Task data:
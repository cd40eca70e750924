use anyhow::Context;
use base64::engine::general_purpose::URL_SAFE_NO_PAD;
use base64::Engine;
use hmac::{Hmac, Mac};
use serde::{Deserialize, Serialize};
use sha2::{Digest, Sha256};

type HmacSha256 = Hmac<Sha256>;

#[derive(Debug, Clone, Serialize, Deserialize)]
pub struct SessionTokenClaims {
  #[serde(rename = "sub")]
  pub subject: String,
  #[serde(rename = "exp")]
  pub expires_at_ms: i64,
}

pub fn sign_session_token(claims: &SessionTokenClaims, secret: &str) -> anyhow::Result<String> {
  let payload = serde_json::to_vec(claims).context("failed to serialize token claims")?;
  let payload_b64 = URL_SAFE_NO_PAD.encode(payload);

  let mut mac = HmacSha256::new_from_slice(secret.as_bytes())
    .context("failed to initialize token signer")?;
  mac.update(payload_b64.as_bytes());
  let signature = mac.finalize().into_bytes();
  let signature_b64 = URL_SAFE_NO_PAD.encode(signature);

  Ok(format!("{payload_b64}.{signature_b64}"))
}

/// Returns the claims when the signature checks out and the token is not yet
/// expired at `now_ms`.
pub fn verify_session_token(token: &str, secret: &str, now_ms: i64) -> Option<SessionTokenClaims> {
  let (payload_b64, signature_b64) = token.split_once('.')?;
  let mut mac = HmacSha256::new_from_slice(secret.as_bytes()).ok()?;
  mac.update(payload_b64.as_bytes());
  let signature = URL_SAFE_NO_PAD.decode(signature_b64).ok()?;
  mac.verify_slice(&signature).ok()?;

  let payload = URL_SAFE_NO_PAD.decode(payload_b64).ok()?;
  let claims: SessionTokenClaims = serde_json::from_slice(&payload).ok()?;
  if claims.expires_at_ms <= now_ms {
    return None;
  }
  Some(claims)
}

pub fn hash_password(username: &str, password: &str) -> String {
  let mut hasher = Sha256::new();
  hasher.update(username.to_lowercase().as_bytes());
  hasher.update(b":");
  hasher.update(password.as_bytes());
  URL_SAFE_NO_PAD.encode(hasher.finalize())
}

Work order:
Write out exactly each line of the entries, starting at the one containing "let signature = mac.finalize().into_bytes();" and finishing with the last line.

Solution:
  let signature = mac.finalize().into_bytes();
  let signature_b64 = URL_SAFE_NO_PAD.encode(signature);

  Ok(format!("{payload_b64}.{signature_b64}"))
}

/// Returns the claims when the signature checks out and the token is not yet
/// expired at `now_ms`.
pub fn verify_session_token(token: &str, secret: &str, now_ms: i64) -> Option<SessionTokenClaims> {
  let (payload_b64, signature_b64) = token.split_once('.')?;
  let mut mac = HmacSha256::new_from_slice(secret.as_bytes()).ok()?;
  mac.update(payload_b64.as_bytes());
  let signature = URL_SAFE_NO_PAD.decode(signature_b64).ok()?;
  mac.verify_slice(&signature).ok()?;

  let payload = URL_SAFE_NO_PAD.decode(payload_b64).ok()?;
  let claims: SessionTokenClaims = serde_json::from_slice(&payload).ok()?;
  if claims.expires_at_ms <= now_ms {
    return None;
  }
  Some(claims)
}

pub fn hash_password(username: &str, password: &str) -> String {
  let mut hasher = Sha256::new();
  hasher.update(username.to_lowercase().as_bytes());
  hasher.update(b":");
  hasher.update(password.as_bytes());
  URL_SAFE_NO_PAD.encode(hasher.finalize())
}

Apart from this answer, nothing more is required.